* Brief:
Look for the word "Built" in the records, and copy each line where it appears.

Start of Entries shown

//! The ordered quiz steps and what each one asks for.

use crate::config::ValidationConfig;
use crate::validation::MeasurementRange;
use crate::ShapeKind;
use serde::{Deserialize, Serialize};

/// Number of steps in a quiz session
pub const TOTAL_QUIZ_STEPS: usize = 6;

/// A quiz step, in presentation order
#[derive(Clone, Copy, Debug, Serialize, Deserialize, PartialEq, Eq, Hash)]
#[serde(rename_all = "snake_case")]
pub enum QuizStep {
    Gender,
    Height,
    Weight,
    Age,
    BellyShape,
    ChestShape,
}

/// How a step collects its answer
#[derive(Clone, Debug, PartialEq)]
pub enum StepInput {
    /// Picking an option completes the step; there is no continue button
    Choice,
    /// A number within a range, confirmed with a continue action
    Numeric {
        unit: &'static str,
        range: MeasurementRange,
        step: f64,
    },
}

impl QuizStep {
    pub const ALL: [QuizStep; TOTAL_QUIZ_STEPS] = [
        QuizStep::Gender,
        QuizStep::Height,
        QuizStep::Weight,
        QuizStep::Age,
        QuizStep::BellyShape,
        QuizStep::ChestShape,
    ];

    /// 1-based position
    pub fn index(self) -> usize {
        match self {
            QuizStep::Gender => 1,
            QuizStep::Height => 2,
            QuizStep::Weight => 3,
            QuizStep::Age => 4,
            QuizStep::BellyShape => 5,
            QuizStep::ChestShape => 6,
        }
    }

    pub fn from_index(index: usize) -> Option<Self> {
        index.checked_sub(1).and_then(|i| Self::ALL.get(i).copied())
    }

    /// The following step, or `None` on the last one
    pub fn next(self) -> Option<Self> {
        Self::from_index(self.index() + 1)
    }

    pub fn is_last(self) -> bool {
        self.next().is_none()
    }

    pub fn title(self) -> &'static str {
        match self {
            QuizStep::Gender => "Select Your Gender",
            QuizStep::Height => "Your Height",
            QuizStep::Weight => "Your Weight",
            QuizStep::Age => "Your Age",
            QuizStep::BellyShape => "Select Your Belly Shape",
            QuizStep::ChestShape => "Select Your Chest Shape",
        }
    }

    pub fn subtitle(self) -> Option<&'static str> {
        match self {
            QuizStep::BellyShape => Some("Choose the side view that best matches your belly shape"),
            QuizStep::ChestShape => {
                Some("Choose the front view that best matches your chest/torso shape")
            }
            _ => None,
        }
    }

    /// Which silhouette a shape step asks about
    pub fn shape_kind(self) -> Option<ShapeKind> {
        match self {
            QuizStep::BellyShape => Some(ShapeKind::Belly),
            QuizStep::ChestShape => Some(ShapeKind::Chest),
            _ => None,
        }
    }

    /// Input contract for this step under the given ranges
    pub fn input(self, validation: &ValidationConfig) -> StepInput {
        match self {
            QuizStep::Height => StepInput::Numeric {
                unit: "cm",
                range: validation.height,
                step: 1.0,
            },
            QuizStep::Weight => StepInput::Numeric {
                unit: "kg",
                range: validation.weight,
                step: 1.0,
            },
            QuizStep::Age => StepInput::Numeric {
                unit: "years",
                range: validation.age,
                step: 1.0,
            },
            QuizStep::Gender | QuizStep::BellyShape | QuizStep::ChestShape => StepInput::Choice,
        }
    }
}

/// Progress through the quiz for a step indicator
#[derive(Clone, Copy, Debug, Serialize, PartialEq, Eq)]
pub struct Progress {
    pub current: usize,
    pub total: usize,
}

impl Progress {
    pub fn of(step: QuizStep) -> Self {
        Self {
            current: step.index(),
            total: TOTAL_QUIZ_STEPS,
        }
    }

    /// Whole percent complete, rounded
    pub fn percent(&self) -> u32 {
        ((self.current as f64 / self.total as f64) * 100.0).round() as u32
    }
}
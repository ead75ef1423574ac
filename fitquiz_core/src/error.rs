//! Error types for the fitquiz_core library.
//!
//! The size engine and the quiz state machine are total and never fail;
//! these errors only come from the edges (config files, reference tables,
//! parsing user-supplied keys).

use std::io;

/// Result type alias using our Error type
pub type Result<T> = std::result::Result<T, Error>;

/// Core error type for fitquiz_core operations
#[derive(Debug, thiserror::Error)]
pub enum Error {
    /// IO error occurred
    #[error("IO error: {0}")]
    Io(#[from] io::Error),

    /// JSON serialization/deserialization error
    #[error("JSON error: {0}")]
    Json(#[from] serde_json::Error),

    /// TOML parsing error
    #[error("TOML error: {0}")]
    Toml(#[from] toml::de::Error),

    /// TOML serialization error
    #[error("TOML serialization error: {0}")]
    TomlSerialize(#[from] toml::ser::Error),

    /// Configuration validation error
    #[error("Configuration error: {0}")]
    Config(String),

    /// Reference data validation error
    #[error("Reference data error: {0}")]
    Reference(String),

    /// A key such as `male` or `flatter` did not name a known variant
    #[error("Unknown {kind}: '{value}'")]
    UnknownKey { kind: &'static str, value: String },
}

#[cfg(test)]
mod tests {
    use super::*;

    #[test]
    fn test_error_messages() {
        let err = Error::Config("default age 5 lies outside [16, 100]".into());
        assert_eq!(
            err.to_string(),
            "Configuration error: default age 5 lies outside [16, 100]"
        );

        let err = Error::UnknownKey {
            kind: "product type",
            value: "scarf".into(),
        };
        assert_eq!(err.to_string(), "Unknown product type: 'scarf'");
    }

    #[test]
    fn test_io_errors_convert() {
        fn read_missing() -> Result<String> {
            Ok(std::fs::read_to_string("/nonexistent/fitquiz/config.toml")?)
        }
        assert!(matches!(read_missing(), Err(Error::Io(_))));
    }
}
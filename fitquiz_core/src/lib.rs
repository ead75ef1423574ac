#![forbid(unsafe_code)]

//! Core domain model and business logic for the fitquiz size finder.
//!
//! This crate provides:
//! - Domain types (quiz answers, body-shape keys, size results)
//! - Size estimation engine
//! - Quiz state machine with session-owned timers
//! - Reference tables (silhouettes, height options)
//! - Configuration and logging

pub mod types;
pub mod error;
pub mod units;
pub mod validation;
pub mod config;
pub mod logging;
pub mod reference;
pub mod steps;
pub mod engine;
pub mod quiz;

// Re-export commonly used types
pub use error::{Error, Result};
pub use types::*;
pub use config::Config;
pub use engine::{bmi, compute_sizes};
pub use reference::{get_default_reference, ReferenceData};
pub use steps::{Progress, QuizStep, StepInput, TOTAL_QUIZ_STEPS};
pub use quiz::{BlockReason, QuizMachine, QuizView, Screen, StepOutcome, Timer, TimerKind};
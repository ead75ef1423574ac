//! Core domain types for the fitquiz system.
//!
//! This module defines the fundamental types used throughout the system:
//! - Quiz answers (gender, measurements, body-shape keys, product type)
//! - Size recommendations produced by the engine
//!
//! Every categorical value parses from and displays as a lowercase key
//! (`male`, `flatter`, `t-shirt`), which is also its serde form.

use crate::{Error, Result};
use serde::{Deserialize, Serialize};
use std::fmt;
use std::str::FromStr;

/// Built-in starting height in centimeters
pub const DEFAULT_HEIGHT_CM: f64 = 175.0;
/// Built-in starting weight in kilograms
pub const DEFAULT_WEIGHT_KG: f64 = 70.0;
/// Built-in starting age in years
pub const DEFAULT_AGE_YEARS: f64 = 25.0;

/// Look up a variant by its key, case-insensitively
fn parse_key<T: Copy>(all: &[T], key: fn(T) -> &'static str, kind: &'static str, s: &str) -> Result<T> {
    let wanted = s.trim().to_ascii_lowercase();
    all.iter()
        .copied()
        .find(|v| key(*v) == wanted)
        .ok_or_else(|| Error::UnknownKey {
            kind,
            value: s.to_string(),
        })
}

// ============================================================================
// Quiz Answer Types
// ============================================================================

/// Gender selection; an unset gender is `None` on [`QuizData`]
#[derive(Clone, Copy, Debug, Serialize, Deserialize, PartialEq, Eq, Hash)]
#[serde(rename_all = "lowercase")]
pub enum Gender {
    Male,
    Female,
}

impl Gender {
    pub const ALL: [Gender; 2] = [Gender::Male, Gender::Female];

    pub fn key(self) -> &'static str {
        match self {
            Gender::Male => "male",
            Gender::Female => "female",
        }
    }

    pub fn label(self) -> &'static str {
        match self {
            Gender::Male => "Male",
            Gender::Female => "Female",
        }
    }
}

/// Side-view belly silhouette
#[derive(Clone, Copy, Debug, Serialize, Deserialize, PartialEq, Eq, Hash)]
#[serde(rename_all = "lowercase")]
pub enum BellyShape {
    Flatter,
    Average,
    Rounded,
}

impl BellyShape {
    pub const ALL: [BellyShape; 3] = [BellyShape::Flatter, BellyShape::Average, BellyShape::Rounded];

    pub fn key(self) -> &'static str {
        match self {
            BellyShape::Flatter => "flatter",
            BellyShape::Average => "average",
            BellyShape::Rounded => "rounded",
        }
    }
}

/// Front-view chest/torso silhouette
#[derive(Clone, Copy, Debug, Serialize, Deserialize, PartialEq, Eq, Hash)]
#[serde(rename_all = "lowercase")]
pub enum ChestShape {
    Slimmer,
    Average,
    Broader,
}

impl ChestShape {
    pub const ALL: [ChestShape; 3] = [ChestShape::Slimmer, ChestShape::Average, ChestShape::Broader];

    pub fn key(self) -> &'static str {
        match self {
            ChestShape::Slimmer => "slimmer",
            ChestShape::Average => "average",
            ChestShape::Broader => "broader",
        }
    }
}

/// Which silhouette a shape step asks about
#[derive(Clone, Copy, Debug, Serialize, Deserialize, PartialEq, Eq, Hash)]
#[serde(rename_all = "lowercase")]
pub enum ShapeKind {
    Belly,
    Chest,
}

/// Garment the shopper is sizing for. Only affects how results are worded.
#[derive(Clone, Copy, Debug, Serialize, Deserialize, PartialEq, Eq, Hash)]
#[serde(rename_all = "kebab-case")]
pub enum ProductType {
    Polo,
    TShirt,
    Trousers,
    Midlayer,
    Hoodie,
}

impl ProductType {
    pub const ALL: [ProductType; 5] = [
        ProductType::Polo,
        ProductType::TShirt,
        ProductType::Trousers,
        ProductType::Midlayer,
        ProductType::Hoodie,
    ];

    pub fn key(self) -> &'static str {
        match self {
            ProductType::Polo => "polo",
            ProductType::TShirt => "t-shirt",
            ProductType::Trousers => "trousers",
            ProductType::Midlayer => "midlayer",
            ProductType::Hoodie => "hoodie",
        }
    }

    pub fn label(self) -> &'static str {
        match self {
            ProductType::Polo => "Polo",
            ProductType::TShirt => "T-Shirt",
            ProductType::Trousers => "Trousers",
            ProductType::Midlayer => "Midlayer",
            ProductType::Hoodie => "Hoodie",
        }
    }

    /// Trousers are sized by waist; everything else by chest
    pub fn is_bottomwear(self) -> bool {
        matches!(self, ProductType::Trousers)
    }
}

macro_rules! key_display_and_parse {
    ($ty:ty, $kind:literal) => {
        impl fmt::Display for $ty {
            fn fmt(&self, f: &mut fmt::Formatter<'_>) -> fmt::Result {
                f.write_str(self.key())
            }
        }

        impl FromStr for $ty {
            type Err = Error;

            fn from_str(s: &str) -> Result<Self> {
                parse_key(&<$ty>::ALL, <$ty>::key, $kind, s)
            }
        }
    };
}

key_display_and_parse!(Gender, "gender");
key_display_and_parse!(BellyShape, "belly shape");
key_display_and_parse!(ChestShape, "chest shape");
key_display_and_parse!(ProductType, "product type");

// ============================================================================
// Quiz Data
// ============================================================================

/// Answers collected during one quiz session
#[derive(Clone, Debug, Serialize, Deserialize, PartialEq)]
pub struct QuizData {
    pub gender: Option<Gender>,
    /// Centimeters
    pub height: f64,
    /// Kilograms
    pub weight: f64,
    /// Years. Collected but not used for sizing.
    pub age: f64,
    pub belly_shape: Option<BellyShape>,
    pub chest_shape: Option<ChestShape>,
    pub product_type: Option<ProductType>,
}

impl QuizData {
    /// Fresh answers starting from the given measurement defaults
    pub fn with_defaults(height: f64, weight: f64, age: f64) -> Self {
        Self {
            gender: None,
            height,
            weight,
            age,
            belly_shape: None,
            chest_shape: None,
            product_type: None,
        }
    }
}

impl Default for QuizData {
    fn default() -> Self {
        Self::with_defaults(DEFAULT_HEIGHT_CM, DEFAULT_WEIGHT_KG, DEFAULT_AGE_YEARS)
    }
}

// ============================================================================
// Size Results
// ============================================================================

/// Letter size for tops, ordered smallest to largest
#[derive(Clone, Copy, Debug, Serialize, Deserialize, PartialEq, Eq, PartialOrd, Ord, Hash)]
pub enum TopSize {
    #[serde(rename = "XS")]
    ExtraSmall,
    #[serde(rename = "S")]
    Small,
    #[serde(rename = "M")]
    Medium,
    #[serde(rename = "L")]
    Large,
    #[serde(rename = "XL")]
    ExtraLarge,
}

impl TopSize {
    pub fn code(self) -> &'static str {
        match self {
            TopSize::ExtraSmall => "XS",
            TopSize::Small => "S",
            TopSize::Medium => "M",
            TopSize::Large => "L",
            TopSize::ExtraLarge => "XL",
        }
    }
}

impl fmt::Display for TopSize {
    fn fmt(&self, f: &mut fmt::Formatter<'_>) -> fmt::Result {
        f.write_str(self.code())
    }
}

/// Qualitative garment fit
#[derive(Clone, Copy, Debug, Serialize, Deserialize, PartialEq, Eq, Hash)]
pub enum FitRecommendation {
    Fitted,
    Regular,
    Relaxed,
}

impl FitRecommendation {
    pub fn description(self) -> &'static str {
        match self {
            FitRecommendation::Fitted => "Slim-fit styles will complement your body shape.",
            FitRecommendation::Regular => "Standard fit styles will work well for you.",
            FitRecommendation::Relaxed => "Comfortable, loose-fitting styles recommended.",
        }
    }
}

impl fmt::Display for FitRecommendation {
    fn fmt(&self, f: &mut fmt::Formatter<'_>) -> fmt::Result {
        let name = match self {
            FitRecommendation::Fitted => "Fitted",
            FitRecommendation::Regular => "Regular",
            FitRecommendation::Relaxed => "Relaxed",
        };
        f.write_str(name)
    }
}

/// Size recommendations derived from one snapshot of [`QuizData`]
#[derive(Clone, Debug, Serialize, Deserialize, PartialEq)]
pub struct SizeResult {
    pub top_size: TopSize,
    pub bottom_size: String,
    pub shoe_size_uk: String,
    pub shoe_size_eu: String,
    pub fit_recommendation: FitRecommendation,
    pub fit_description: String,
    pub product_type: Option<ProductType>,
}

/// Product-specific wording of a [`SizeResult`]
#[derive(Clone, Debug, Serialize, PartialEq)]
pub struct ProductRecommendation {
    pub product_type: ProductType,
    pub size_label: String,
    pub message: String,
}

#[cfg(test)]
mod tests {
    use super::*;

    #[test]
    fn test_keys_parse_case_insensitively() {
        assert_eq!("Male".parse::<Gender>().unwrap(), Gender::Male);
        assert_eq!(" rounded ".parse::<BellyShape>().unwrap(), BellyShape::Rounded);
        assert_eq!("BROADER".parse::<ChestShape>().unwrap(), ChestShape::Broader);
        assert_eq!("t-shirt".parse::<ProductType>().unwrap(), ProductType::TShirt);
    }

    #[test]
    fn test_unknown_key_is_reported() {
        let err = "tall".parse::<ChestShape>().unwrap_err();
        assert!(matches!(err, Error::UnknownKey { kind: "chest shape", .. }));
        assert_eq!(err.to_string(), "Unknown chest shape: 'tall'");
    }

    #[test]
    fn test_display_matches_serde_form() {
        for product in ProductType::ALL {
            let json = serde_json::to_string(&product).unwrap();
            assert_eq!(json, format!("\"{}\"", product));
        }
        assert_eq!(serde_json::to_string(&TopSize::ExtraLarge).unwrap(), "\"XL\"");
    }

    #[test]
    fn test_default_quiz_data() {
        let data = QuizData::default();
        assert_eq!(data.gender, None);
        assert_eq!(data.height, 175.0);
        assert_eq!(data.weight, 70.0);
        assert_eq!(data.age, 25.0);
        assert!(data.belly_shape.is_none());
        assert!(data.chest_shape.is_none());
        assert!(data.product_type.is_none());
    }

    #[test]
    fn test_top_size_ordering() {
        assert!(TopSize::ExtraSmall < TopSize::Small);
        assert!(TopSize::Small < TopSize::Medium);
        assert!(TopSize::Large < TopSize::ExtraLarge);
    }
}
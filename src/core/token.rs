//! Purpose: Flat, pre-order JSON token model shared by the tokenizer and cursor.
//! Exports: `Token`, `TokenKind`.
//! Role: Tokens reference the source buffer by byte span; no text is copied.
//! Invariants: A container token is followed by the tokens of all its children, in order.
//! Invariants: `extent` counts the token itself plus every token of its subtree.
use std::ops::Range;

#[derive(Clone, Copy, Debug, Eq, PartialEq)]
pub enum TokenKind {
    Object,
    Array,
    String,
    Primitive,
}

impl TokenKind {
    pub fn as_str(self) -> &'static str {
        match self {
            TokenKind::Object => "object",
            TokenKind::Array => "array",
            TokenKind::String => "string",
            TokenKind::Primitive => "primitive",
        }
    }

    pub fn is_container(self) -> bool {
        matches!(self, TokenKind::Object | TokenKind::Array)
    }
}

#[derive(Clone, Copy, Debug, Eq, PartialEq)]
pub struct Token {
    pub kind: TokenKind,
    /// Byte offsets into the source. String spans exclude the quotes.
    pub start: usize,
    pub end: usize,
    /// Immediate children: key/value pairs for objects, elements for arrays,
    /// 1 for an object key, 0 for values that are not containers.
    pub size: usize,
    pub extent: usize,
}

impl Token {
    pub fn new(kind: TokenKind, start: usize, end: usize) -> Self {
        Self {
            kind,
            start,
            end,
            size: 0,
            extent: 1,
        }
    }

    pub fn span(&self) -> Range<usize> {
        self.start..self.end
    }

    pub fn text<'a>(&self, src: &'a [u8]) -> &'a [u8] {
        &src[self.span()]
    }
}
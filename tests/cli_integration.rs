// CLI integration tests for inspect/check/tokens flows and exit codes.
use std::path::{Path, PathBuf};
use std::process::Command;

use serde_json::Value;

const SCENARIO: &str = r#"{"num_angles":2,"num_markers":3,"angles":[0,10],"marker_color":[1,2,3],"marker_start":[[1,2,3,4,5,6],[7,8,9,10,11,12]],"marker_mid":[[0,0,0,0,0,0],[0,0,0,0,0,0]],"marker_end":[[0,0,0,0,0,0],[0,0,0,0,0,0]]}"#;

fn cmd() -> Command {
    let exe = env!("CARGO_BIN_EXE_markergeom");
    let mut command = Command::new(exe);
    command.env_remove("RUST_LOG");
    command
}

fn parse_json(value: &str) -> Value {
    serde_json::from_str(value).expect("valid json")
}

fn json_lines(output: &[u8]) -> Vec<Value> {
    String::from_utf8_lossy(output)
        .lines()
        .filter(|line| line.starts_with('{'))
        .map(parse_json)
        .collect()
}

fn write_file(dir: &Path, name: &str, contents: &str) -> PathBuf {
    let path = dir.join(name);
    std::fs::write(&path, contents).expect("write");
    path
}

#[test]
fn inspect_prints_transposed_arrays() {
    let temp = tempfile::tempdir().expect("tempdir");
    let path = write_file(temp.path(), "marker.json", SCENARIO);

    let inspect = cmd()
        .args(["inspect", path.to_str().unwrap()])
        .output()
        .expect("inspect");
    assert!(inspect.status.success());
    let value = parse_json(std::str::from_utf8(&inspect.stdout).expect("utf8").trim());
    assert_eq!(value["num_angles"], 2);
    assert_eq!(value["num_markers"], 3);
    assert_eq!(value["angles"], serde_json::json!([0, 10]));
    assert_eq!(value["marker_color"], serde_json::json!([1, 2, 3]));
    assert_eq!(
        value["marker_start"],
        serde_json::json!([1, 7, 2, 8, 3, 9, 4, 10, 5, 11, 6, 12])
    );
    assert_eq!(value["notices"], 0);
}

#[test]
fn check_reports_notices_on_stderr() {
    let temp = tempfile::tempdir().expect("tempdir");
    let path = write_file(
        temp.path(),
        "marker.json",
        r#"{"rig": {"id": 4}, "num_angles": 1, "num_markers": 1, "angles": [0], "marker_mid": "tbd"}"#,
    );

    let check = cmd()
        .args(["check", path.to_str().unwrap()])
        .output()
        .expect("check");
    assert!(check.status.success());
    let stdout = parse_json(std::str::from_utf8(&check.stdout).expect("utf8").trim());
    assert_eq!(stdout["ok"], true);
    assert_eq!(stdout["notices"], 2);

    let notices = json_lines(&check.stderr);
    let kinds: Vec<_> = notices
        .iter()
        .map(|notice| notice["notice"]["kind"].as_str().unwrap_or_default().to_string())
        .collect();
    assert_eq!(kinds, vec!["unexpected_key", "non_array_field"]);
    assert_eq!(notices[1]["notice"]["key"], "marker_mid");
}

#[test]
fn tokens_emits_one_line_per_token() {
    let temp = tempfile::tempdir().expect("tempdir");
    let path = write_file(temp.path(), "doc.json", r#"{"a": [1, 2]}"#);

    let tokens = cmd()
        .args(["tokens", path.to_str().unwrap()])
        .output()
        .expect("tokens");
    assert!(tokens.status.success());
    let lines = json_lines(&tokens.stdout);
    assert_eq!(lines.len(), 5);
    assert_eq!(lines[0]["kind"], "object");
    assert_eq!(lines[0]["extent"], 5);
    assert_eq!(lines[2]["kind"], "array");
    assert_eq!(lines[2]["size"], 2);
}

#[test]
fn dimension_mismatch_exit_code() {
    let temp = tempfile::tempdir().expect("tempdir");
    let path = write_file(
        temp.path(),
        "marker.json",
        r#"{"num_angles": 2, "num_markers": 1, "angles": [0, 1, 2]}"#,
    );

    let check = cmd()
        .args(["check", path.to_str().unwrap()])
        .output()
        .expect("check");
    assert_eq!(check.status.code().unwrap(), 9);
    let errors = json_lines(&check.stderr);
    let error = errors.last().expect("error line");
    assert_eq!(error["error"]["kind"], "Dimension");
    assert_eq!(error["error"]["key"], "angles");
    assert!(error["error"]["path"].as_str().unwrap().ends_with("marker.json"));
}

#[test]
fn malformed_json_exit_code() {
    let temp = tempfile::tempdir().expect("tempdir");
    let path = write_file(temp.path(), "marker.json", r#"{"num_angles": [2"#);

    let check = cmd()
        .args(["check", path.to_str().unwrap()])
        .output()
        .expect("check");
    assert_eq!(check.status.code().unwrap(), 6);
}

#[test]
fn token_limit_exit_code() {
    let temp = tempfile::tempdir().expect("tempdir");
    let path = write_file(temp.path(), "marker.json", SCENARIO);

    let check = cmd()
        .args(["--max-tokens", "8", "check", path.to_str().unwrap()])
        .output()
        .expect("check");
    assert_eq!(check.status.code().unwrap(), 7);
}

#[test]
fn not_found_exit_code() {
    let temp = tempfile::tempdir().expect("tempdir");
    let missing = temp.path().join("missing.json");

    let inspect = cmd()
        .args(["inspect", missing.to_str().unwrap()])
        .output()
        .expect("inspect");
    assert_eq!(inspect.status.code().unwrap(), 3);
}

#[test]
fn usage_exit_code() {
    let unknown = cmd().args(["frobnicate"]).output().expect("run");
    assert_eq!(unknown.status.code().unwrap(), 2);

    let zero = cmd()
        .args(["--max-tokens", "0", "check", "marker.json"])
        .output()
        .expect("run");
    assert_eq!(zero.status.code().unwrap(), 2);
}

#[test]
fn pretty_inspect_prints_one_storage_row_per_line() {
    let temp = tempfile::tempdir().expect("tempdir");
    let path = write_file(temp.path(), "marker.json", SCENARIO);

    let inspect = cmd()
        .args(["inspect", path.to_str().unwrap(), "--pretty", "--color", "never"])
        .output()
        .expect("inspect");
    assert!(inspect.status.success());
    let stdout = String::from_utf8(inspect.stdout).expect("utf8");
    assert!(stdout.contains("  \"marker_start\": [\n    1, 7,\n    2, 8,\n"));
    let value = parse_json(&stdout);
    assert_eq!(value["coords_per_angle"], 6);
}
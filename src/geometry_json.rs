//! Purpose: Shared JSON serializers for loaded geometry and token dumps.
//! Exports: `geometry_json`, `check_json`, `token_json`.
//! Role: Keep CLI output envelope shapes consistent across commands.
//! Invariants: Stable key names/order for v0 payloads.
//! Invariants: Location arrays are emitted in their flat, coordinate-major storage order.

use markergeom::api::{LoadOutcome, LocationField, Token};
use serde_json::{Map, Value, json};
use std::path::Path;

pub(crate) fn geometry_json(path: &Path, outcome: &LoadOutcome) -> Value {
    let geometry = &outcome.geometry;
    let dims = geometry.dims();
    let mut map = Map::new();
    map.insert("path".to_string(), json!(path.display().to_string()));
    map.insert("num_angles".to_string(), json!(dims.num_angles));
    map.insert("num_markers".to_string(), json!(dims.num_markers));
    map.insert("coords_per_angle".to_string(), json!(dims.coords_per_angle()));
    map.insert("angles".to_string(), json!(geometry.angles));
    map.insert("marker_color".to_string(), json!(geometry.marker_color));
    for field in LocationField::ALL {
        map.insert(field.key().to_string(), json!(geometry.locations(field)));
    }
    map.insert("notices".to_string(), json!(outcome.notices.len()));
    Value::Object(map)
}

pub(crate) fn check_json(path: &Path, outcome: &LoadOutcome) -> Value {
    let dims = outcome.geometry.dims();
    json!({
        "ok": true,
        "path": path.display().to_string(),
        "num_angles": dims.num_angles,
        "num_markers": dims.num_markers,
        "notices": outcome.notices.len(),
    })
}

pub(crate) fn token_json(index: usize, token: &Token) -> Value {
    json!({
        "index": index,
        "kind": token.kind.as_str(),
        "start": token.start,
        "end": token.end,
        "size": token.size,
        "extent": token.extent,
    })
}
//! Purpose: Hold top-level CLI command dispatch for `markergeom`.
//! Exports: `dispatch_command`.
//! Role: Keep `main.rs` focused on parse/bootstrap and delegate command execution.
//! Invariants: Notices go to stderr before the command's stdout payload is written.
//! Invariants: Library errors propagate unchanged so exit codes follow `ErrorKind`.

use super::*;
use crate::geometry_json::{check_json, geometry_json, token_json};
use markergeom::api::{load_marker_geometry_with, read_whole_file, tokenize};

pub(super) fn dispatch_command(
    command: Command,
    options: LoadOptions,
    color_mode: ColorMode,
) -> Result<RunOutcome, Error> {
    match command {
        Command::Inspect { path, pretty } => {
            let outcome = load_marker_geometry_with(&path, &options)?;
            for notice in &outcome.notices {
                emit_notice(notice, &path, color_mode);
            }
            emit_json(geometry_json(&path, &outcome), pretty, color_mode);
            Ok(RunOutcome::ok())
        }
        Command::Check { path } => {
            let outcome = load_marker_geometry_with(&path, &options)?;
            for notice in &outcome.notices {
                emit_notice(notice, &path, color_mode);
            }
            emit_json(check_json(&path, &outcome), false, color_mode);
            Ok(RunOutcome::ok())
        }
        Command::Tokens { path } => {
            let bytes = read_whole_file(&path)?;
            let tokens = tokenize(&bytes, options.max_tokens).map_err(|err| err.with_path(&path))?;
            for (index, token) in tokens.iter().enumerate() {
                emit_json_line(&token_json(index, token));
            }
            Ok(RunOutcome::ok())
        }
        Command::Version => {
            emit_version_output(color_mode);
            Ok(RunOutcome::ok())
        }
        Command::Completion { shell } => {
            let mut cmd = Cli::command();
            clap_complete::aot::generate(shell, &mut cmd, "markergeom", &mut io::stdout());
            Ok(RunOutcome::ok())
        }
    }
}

End of Entries shown

* Reply to the exercise:
/// Built-in starting height in centimeters
/// Built-in starting weight in kilograms
/// Built-in starting age in years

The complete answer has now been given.